Heavy industry’s net-zero transition effort boosted by $2m ARENA grant
An effort to transition ‘hard-to-abate’ sectors to net-zero emissions by 2050, including iron and steel, aluminium and chemical supply chains has been boosted by both a $2 million grant from the Australian Renewable Energy Agency (ARENA) and major players Rio Tinto and HSBC joining the initiative, along with research provider BloombergNEF.
The Australian Industry Energy Transitions Initiative (Australian Industry ETI) brings together key industry and finance companies to accelerate action towards achieving net-zero emissions in supply chains by 2050 across critical sectors known as ‘hard-to-abate’ given their high emissions and relatively higher abatement costs.
With Rio Tinto and HSBC joining 14 other major companies already part of Australian Industry ETI, initiative partners now represent approximately 24% of the ASX100 market value. Other partners include BHP, Woodside, BlueScope Steel, BP Australia, Fortescue Metals Group, Orica, APA Group, Australian Gas Infrastructure Group, Wesfarmers Chemicals, Energy and Fertilisers, Aurecon, AustralianSuper, Cbus, National Australia Bank and Schneider Electric.

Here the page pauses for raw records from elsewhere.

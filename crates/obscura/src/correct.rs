//! Rotation correction for captured stills.
//!
//! Pure pixel-space transforms: the capture pipeline decides what was
//! applied and records it alongside the output, nothing here touches
//! hardware or clocks.

use crate::hardware::CameraFacing;
use crate::orientation::DeviceOrientation;
use image::{imageops, RgbaImage};

/// Clockwise rotation applied to a captured frame.
#[derive(Debug, Clone, Copy, PartialEq, Eq)]
pub enum Rotation {
    None,
    Cw90,
    Cw180,
    Cw270,
}

impl Rotation {
    /// Degrees clockwise.
    pub fn degrees(&self) -> u32 {
        match self {
            Rotation::None => 0,
            Rotation::Cw90 => 90,
            Rotation::Cw180 => 180,
            Rotation::Cw270 => 270,
        }
    }

    /// Whether this rotation swaps width and height.
    pub fn swaps_dimensions(&self) -> bool {
        matches!(self, Rotation::Cw90 | Rotation::Cw270)
    }
}

impl std::fmt::Display for Rotation {
    fn fmt(&self, f: &mut std::fmt::Formatter<'_>) -> std::fmt::Result {
        write!(f, "{}deg", self.degrees())
    }
}

/// Rotation that makes a frame display upright for the given
/// orientation and camera facing.
///
/// Front cameras look back at the user, so the landscape cases rotate
/// the opposite way from the back camera. Flat or unknown orientations
/// leave the frame untouched.
pub fn rotation_for(orientation: DeviceOrientation, facing: CameraFacing) -> Rotation {
    match orientation {
        DeviceOrientation::Portrait => Rotation::None,
        DeviceOrientation::PortraitUpsideDown => Rotation::Cw180,
        DeviceOrientation::LandscapeLeft => match facing {
            CameraFacing::Back => Rotation::Cw90,
            CameraFacing::Front => Rotation::Cw270,
        },
        DeviceOrientation::LandscapeRight => match facing {
            CameraFacing::Back => Rotation::Cw270,
            CameraFacing::Front => Rotation::Cw90,
        },
        DeviceOrientation::FaceUp | DeviceOrientation::FaceDown | DeviceOrientation::Unknown => {
            Rotation::None
        }
    }
}

/// Apply a rotation, producing a new buffer.
///
/// Quarter turns recompute the bounds, so width and height swap for 90
/// and 270 degrees.
pub fn apply(image: &RgbaImage, rotation: Rotation) -> RgbaImage {
    match rotation {
        Rotation::None => image.clone(),
        Rotation::Cw90 => imageops::rotate90(image),
        Rotation::Cw180 => imageops::rotate180(image),
        Rotation::Cw270 => imageops::rotate270(image),
    }
}

/// A corrected frame plus a record of what was applied.
#[derive(Debug, Clone)]
pub struct CorrectedImage {
    pub image: RgbaImage,
    pub rotation: Rotation,
    pub orientation: DeviceOrientation,
}

/// Correct a decoded frame for display given how the device was held.
pub fn correct(
    image: &RgbaImage,
    orientation: DeviceOrientation,
    facing: CameraFacing,
) -> CorrectedImage {
    let rotation = rotation_for(orientation, facing);
    CorrectedImage {
        image: apply(image, rotation),
        rotation,
        orientation,
    }
}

The Australian Industry ETI focuses on reducing supply chain emissions across five sectors: iron and steel; aluminium; LNG; other metals, including copper, nickel, lithium; and chemicals, such as fertilisers and explosives.
It aims to support Australian industry to realise the opportunities of a decarbonised global economy, through identifying the timing, scale and sequencing of actions required across manufacturers and energy generators to begin transitioning to net-zero emissions supply chains.

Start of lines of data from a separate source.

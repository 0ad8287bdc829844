//! End-to-end capture flows against the simulated backends.

use image::Rgba;
use obscura::sim::{CallLog, SimCamera, SimHost, SimMotion};
use obscura::{
    CameraFacing, CaptureCoordinator, CaptureError, CaptureSession, CaptureSettings,
    DeviceOrientation, EndpointKind, OrientationSensor, Rotation, SessionState,
};
use std::sync::Arc;
use std::time::Duration;
use tokio::time::sleep;

const G: f64 = 9.8;
const RED: Rgba<u8> = Rgba([255, 0, 0, 255]);

struct World {
    log: Arc<CallLog>,
    back: Arc<SimCamera>,
    motion: Arc<SimMotion>,
    session: Arc<CaptureSession>,
    sensor: Arc<OrientationSensor>,
    coordinator: Arc<CaptureCoordinator>,
}

fn world() -> World {
    let log = Arc::new(CallLog::default());
    let back = Arc::new(
        SimCamera::new("back0", "Wide Camera", CameraFacing::Back).with_log(Arc::clone(&log)),
    );
    let front = Arc::new(
        SimCamera::new("front0", "Selfie Camera", CameraFacing::Front).with_log(Arc::clone(&log)),
    );
    let host = Arc::new(SimHost::new(vec![Arc::clone(&back), front]));
    let motion = Arc::new(SimMotion::holding(0.0, -G, 0.0));
    let session = Arc::new(CaptureSession::new(host));
    let sensor = Arc::new(OrientationSensor::new(motion.clone()));
    let coordinator = Arc::new(CaptureCoordinator::new(
        Arc::clone(&session),
        Arc::clone(&sensor),
    ));
    World {
        log,
        back,
        motion,
        session,
        sensor,
        coordinator,
    }
}

#[tokio::test]
async fn portrait_snap_runs_the_whole_pipeline() {
    let w = world();
    let settings = CaptureSettings {
        auto_focus: true,
        endpoints: vec![EndpointKind::PhotoOutput],
    };
    w.session.configure(Some("back0"), settings).await.unwrap();
    w.session.start().await.unwrap();
    w.sensor.start(Duration::from_millis(5));
    sleep(Duration::from_millis(25)).await;

    let photo = w.coordinator.capture_photo().await.unwrap();
    assert_eq!(photo.orientation, DeviceOrientation::Portrait);
    assert_eq!(photo.rotation, Rotation::None);
    assert_eq!((photo.width, photo.height), (64, 48));
    assert_eq!(photo.device_id, "back0");
    assert_eq!(photo.image.get_pixel(0, 0), &RED);

    let entries = w.log.entries();
    let order = [
        "open:back0",
        "attach:back0:photo-output",
        "auto_focus:back0:true",
        "start_stream:back0",
        "capture_still:back0",
        "capture_done:back0",
    ];
    let mut last = 0;
    for marker in order {
        let at = entries.iter().position(|e| e == marker).unwrap();
        assert!(at >= last, "{marker} out of order in {entries:?}");
        last = at;
    }
}

#[tokio::test]
async fn landscape_capture_is_rotated_upright() {
    let w = world();
    w.motion.set_sample(-G, 0.0, 0.0);
    w.session.start().await.unwrap();
    w.sensor.start(Duration::from_millis(5));
    sleep(Duration::from_millis(25)).await;

    let photo = w.coordinator.capture_photo().await.unwrap();
    assert_eq!(photo.orientation, DeviceOrientation::LandscapeLeft);
    assert_eq!(photo.rotation, Rotation::Cw90);
    // 64x48 swaps to 48x64 and the marker lands top-right.
    assert_eq!((photo.width, photo.height), (48, 64));
    assert_eq!(photo.image.get_pixel(47, 0), &RED);
}

#[tokio::test]
async fn front_camera_landscape_rotates_the_other_way() {
    let w = world();
    w.motion.set_sample(-G, 0.0, 0.0);
    w.session.configure(Some("front0"), CaptureSettings::default()).await.unwrap();
    w.session.start().await.unwrap();
    w.sensor.start(Duration::from_millis(5));
    sleep(Duration::from_millis(25)).await;

    let photo = w.coordinator.capture_photo().await.unwrap();
    assert_eq!(photo.orientation, DeviceOrientation::LandscapeLeft);
    assert_eq!(photo.rotation, Rotation::Cw270);
    // The opposite quarter turn drops the marker bottom-left.
    assert_eq!((photo.width, photo.height), (48, 64));
    assert_eq!(photo.image.get_pixel(0, 63), &RED);
}

#[tokio::test]
async fn switch_pauses_capture_until_restarted() {
    let w = world();
    w.session.start().await.unwrap();
    w.coordinator.capture_photo().await.unwrap();

    w.session.switch("front0").await.unwrap();
    assert_eq!(w.session.state(), SessionState::Ready);

    // Ready is not Running: the coordinator refuses and heals.
    let err = w.coordinator.capture_photo().await.unwrap_err();
    assert!(matches!(
        err,
        CaptureError::NotReady {
            state: SessionState::Ready
        }
    ));
    sleep(Duration::from_millis(100)).await;
    assert_eq!(w.session.state(), SessionState::Running);

    let photo = w.coordinator.capture_photo().await.unwrap();
    assert_eq!(photo.device_id, "front0");
    assert_eq!(photo.facing, CameraFacing::Front);
}

#[tokio::test]
async fn timed_out_capture_never_surfaces_and_session_recovers() {
    let w = world();
    w.session.start().await.unwrap();
    w.back.set_latency(Duration::from_millis(250));

    let err = w
        .coordinator
        .capture_photo_within(Duration::from_millis(40))
        .await
        .unwrap_err();
    assert!(matches!(err, CaptureError::Timeout { .. }));

    sleep(Duration::from_millis(350)).await;
    let stats = w.coordinator.stats();
    assert_eq!(stats.late_discarded, 1);
    assert_eq!(stats.resolved_ok, 0);

    w.back.set_latency(Duration::ZERO);
    let photo = w.coordinator.capture_photo().await.unwrap();
    assert_eq!(photo.device_id, "back0");
    assert_eq!(w.coordinator.stats().resolved_ok, 1);
}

The initiative is run by independent not-for-profits ClimateWorks and Climate-KIC, in collaboration with the global Energy Transitions Commission.
The $2 million funding boost from ARENA will enable the initiative to develop credible pathways for these sectors to transition to net-zero emissions and pilot emissions reductions projects across different supply chains.
The initiative’s initial research and analysis work focused on mapping technologies and key actors across the supply chains. Early findings reveal existing and emerging technology solutions can address almost all emissions in the supply chains, and that Australian industry has much to gain from being leaders in the net-zero transition.
For example, investment in green steel, green hydrogen, and carbon capture, utilisation and storage (CCUS) will be important to reducing emissions in some of these hard-to-abate sectors. Industry partners will pursue these opportunities and other solutions in early action projects through the next phase of the initiative.
“The Australian Industry ETI is working to set Australian industry up to take up the opportunities in a decarbonised global economy,” ClimateWorks chief executive Anna Skarbek says.
“Getting to net-zero in the complex supply chains within these hard-to-abate sectors involves transformational solutions that are more than a single organisation can achieve alone as it requires simultaneous shifts of finance, investment and service providers.
“The Australian Industry ETI recognises getting to net-zero requires collective action. With Rio Tinto and HSBC Australia signing on, its partners now make up approximately a quarter of the total value of the Australian stock market.”